» **TASK REQUIREMENTS**
Go through the data and copy each line where the word "PendingTask" shows up.

» **EXERCISE MATERIAL**
****

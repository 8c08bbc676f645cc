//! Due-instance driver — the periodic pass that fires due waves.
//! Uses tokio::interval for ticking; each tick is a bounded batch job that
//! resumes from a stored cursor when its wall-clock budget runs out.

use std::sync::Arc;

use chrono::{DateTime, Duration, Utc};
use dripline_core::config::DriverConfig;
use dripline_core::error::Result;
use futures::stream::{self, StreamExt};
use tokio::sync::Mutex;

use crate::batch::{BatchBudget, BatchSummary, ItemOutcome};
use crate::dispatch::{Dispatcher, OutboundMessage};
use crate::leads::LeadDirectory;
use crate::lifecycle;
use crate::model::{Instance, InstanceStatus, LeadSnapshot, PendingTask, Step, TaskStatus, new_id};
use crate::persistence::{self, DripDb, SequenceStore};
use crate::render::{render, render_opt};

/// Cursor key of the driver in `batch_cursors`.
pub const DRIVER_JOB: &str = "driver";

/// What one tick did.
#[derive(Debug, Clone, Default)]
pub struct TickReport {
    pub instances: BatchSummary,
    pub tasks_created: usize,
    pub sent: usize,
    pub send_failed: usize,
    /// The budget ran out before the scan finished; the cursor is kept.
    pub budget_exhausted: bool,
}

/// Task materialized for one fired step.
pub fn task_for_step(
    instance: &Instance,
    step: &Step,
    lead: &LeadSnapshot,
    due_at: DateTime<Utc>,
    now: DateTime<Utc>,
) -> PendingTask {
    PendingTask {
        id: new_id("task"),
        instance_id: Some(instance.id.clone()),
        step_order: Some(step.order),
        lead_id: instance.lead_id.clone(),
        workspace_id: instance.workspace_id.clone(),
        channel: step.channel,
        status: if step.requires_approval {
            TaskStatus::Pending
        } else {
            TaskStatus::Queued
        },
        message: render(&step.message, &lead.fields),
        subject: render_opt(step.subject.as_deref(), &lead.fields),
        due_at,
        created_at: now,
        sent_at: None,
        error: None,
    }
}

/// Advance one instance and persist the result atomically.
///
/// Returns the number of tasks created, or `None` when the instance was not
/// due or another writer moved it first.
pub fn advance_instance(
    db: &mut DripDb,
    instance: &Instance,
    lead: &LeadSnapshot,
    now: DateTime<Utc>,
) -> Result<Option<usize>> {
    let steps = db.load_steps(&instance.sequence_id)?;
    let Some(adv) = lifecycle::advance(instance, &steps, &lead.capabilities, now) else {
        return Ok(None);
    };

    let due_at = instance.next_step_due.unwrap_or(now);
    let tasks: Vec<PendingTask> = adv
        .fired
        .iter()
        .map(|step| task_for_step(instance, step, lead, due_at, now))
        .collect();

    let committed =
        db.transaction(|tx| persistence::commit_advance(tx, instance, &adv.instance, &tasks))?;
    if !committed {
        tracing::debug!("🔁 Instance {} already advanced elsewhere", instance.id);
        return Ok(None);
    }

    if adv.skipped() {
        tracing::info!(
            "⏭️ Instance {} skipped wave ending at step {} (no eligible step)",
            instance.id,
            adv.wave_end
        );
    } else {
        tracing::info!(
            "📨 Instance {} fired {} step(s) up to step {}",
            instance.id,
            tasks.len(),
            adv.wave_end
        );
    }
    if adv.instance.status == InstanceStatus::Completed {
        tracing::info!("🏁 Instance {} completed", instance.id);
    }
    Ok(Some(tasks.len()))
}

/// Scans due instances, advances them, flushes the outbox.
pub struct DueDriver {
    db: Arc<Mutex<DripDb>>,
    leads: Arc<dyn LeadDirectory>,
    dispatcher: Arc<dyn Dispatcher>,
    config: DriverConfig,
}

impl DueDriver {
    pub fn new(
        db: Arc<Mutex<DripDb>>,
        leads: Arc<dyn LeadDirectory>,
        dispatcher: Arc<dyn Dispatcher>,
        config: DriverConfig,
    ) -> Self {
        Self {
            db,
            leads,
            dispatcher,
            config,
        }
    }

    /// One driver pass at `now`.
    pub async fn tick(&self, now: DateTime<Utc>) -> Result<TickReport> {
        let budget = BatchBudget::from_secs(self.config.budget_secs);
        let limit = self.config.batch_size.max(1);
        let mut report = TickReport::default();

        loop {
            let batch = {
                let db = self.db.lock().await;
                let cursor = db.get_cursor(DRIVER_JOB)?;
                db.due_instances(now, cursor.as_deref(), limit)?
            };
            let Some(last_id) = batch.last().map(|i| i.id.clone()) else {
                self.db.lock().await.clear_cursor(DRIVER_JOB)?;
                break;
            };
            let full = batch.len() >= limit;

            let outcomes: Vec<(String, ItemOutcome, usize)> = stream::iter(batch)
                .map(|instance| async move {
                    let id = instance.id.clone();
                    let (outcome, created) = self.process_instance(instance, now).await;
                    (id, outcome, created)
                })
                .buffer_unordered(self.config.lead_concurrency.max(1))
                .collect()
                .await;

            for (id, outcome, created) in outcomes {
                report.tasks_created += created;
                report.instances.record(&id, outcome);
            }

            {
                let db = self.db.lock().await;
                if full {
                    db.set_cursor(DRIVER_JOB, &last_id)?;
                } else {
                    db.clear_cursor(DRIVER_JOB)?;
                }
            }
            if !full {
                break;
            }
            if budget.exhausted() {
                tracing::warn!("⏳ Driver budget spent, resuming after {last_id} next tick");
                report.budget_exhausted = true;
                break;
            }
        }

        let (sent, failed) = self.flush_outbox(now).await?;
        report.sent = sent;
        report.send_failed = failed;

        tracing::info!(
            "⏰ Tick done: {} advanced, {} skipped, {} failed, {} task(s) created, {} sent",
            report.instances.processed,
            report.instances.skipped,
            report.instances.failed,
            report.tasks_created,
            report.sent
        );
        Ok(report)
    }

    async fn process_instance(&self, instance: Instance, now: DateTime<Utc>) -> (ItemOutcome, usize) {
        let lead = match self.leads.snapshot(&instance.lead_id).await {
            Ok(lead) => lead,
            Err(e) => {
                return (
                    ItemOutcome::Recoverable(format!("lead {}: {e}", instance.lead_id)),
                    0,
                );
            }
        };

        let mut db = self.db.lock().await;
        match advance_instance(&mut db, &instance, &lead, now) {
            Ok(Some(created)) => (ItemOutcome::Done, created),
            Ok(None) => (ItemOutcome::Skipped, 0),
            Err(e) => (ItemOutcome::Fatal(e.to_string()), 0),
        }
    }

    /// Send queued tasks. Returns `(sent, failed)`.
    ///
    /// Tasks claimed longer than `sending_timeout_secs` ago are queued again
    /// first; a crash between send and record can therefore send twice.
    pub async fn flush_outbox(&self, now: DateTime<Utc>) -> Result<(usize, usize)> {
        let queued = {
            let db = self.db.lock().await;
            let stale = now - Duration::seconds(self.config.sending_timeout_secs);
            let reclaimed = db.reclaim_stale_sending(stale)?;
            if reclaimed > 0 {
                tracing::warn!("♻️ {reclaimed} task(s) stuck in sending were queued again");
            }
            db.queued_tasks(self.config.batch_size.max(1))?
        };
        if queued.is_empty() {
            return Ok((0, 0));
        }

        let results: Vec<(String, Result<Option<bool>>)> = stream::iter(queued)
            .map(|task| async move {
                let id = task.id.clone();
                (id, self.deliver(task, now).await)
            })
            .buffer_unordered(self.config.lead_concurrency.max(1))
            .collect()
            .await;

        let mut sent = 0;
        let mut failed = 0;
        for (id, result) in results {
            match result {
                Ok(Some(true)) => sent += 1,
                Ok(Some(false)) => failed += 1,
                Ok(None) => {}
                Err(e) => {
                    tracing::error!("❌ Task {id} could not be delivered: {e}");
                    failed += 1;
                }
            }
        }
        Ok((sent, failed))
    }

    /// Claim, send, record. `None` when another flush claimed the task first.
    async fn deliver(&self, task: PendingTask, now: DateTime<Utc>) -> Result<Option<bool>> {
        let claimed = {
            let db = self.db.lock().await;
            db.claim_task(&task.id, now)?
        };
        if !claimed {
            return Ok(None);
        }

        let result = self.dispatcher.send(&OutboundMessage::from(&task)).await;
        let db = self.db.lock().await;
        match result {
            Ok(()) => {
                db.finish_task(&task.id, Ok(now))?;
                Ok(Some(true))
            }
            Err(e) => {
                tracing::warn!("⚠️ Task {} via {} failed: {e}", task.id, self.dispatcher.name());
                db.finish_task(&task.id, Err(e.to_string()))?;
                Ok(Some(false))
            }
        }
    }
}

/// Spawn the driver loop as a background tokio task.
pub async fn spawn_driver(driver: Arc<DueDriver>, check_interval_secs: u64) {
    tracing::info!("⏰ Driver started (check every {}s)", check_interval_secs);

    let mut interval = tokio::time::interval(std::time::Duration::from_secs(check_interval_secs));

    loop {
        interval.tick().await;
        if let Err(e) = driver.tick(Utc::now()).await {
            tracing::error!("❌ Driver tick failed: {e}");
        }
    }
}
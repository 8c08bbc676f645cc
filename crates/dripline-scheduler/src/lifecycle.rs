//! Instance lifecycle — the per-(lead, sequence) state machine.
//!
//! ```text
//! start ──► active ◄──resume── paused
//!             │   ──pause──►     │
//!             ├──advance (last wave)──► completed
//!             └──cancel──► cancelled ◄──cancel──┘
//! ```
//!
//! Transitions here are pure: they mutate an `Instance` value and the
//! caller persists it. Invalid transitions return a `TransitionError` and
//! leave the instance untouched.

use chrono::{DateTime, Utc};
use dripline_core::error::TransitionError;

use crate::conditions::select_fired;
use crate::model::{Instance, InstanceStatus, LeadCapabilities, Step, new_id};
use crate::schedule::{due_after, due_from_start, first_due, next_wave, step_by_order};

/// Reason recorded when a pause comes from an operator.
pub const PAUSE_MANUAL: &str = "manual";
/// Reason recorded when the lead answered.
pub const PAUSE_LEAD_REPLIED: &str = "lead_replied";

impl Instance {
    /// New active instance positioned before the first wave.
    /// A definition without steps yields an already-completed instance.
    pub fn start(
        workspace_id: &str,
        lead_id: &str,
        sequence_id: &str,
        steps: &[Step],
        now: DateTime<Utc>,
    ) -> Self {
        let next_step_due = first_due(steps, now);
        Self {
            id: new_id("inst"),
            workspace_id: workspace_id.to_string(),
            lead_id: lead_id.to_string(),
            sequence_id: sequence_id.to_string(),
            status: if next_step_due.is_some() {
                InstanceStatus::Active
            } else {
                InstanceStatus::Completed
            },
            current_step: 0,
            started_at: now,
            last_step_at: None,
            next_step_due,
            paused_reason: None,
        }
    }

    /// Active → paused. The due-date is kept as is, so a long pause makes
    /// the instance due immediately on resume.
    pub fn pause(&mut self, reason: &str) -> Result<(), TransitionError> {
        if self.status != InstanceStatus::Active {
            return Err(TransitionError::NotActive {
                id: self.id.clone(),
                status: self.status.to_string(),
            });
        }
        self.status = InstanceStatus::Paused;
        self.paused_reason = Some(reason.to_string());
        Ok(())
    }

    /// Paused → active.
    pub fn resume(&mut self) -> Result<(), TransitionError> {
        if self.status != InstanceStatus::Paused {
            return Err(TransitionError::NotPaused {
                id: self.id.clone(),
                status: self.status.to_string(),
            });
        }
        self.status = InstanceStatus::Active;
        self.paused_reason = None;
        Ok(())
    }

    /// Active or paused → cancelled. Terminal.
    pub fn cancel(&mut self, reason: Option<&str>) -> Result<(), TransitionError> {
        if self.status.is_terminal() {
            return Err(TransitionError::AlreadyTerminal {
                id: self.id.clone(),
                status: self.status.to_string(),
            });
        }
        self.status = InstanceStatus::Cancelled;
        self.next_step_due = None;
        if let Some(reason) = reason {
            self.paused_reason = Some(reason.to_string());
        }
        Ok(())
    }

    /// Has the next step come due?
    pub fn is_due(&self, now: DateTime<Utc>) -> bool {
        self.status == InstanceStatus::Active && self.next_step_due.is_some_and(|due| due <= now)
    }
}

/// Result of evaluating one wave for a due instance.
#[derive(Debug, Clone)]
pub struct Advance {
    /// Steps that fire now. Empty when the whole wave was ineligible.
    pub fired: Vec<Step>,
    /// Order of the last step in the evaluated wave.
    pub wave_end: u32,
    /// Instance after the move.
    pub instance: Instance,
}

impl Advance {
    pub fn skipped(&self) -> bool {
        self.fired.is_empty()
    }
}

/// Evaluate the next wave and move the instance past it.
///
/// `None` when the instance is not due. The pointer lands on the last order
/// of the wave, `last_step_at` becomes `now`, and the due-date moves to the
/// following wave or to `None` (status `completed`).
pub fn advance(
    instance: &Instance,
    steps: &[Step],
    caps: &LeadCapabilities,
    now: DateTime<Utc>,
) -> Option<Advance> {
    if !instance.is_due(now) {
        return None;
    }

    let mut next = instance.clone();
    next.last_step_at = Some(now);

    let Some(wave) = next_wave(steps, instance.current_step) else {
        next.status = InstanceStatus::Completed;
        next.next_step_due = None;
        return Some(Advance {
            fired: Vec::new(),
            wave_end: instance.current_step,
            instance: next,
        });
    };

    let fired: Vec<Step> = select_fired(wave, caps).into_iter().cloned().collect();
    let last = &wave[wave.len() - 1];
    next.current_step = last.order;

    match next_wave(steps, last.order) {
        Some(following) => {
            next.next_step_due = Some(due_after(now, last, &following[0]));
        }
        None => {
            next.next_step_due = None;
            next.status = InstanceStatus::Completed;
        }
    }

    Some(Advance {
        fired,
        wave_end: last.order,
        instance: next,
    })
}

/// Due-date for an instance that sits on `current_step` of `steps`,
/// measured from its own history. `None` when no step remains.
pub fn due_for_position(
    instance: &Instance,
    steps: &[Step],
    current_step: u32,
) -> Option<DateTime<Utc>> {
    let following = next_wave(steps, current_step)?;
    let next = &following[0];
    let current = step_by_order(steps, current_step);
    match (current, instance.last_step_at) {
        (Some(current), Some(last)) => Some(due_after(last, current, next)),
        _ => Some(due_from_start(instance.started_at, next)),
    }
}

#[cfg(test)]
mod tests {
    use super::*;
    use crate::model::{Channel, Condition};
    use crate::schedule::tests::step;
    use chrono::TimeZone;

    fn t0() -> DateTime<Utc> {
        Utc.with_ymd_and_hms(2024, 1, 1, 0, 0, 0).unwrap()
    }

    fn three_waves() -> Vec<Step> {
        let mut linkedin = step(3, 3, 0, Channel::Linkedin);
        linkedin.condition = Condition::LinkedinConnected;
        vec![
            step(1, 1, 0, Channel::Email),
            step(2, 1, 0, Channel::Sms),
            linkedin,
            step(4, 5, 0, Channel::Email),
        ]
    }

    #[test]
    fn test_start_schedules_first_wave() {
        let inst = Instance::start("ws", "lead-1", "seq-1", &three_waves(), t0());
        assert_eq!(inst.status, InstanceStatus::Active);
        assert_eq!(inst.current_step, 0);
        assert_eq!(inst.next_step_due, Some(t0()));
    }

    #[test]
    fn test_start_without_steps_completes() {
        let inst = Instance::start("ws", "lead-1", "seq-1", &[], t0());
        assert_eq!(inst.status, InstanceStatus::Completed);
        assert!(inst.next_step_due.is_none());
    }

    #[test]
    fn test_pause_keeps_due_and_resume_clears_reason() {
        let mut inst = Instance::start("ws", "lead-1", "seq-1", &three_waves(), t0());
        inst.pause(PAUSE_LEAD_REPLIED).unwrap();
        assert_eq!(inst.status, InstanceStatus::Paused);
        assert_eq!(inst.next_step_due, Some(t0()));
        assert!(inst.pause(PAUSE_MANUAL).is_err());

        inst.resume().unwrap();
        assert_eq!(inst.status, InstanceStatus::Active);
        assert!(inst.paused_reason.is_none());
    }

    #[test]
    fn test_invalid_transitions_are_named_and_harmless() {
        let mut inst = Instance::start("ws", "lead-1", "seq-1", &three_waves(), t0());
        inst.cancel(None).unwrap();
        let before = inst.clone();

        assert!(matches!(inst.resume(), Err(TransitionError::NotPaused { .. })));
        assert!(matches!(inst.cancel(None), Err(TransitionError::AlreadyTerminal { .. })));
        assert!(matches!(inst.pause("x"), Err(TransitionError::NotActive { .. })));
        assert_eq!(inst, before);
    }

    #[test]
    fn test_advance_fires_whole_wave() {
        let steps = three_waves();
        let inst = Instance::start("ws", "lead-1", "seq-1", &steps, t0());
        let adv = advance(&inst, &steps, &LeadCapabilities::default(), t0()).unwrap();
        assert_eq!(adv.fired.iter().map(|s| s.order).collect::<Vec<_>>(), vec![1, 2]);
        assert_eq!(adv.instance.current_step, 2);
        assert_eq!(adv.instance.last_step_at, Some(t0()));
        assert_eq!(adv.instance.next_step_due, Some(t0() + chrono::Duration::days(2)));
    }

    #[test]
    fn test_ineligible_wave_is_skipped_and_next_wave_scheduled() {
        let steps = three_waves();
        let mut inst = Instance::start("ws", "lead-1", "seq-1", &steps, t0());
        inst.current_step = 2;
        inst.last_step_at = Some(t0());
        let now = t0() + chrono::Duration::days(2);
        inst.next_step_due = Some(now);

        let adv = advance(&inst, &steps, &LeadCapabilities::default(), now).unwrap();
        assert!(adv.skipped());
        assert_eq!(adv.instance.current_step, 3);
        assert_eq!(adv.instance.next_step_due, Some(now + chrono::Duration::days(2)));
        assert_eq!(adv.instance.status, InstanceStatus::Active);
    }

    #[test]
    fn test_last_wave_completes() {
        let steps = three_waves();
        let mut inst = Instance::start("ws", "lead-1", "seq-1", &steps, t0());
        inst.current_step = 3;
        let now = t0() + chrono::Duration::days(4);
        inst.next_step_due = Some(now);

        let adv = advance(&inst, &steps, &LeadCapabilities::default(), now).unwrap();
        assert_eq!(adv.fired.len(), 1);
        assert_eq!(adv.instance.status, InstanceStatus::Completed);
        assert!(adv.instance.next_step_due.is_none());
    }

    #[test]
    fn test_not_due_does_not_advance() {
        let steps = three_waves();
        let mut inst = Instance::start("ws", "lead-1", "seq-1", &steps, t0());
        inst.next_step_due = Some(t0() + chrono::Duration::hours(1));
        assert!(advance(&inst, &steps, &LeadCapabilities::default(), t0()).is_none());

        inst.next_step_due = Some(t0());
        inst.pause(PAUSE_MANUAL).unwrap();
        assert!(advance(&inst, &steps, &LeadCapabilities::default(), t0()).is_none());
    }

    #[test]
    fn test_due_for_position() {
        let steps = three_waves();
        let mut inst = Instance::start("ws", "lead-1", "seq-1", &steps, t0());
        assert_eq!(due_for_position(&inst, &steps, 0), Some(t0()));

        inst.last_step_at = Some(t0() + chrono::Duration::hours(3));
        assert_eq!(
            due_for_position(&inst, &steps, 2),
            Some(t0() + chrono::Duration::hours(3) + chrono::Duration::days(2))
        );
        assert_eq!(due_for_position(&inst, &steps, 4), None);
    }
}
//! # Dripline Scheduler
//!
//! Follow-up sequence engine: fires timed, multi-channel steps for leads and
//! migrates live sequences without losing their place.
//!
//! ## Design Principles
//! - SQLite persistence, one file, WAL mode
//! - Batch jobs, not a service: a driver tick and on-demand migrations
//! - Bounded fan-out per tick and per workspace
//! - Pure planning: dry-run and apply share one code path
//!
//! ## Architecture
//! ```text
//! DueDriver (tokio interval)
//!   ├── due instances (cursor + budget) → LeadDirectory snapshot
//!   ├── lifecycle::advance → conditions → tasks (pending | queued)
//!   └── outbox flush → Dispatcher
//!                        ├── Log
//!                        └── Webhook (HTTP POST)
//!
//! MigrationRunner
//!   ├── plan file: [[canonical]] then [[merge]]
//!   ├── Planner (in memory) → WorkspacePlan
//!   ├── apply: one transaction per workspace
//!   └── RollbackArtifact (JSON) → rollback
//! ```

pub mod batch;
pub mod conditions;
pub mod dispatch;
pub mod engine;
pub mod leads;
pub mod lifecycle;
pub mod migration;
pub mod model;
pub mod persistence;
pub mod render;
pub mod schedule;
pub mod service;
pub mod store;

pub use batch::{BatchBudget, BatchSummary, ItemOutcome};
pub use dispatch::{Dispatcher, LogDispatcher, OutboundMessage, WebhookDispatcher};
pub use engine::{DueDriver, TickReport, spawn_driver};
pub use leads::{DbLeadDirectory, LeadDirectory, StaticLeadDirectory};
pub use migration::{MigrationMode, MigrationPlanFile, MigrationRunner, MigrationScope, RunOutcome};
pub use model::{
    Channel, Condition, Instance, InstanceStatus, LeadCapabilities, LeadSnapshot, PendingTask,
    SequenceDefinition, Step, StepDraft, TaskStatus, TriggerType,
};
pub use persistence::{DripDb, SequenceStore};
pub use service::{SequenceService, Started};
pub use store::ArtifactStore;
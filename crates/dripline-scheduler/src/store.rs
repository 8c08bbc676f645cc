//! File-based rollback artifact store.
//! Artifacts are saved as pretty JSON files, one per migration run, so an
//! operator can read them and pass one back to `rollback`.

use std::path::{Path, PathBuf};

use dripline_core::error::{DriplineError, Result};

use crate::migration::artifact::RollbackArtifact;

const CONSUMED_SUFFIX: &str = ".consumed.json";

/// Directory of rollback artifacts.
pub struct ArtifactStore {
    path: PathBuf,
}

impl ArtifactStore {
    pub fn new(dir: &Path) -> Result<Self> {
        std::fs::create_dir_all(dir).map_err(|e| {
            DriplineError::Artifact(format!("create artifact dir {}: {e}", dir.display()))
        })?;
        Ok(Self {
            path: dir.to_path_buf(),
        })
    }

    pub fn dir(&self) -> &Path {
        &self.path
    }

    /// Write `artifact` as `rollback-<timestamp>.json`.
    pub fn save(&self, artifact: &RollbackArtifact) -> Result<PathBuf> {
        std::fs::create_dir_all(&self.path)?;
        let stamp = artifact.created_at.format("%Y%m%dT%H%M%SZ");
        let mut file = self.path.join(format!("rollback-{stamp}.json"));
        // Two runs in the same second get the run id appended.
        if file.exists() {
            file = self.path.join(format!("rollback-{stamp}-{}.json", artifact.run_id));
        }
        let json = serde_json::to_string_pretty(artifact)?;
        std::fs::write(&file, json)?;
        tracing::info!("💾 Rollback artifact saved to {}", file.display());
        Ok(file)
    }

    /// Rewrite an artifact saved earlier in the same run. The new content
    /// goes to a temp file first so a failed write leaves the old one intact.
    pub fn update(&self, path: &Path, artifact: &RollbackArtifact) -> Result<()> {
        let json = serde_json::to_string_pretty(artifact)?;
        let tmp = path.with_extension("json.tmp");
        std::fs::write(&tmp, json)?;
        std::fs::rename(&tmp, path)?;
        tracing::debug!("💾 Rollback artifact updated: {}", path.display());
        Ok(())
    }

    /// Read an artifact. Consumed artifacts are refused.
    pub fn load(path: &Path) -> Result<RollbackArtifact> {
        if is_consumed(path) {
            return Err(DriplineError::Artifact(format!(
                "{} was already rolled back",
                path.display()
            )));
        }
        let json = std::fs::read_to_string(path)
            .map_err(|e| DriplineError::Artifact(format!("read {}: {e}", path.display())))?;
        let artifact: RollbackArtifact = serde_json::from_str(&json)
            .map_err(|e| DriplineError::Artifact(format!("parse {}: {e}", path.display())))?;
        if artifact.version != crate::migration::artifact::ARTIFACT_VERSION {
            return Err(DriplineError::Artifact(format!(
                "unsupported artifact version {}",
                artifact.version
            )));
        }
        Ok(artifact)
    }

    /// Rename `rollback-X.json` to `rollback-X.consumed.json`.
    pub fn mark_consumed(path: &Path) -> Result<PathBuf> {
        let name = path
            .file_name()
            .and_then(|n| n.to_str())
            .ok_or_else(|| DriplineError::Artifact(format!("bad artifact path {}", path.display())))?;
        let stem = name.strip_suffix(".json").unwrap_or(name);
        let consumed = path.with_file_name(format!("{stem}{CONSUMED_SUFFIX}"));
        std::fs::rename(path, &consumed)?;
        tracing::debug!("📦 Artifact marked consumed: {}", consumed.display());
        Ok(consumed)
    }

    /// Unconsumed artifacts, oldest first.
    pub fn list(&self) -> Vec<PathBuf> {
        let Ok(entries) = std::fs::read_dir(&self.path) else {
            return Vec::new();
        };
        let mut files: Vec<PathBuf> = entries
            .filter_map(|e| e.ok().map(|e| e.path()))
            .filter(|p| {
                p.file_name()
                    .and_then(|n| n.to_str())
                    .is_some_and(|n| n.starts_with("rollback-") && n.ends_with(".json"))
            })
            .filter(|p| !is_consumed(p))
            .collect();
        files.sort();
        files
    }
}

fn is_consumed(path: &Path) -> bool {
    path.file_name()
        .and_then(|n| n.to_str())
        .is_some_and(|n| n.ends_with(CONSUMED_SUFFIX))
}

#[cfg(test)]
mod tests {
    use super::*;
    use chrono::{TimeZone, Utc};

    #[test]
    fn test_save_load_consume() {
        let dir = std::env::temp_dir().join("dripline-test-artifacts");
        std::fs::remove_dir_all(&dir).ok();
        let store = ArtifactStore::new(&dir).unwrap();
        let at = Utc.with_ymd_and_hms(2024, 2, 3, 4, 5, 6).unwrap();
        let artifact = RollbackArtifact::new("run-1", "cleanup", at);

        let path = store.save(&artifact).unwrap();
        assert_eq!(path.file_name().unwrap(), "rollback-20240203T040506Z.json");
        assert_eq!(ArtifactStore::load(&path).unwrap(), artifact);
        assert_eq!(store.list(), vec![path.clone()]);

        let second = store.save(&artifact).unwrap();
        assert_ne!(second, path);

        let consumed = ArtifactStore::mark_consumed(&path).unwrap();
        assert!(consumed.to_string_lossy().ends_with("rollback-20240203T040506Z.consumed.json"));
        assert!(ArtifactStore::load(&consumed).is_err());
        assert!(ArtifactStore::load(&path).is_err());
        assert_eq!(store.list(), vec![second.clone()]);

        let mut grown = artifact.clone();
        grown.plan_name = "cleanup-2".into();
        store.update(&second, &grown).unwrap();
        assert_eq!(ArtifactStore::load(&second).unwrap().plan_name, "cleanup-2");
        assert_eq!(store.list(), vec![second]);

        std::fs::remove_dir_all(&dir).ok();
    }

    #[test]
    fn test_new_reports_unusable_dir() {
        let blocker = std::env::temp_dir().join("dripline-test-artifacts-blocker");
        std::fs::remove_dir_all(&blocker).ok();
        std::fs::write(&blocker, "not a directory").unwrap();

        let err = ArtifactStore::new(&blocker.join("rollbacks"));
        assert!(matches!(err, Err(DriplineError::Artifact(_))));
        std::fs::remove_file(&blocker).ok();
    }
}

****

» **ANSWER SPACE**
use crate::model::{Instance, InstanceStatus, LeadSnapshot, PendingTask, Step, TaskStatus, new_id};
) -> PendingTask {
    PendingTask {
    let tasks: Vec<PendingTask> = adv
    async fn deliver(&self, task: PendingTask, now: DateTime<Utc>) -> Result<Option<bool>> {
    Channel, Condition, Instance, InstanceStatus, LeadCapabilities, LeadSnapshot, PendingTask,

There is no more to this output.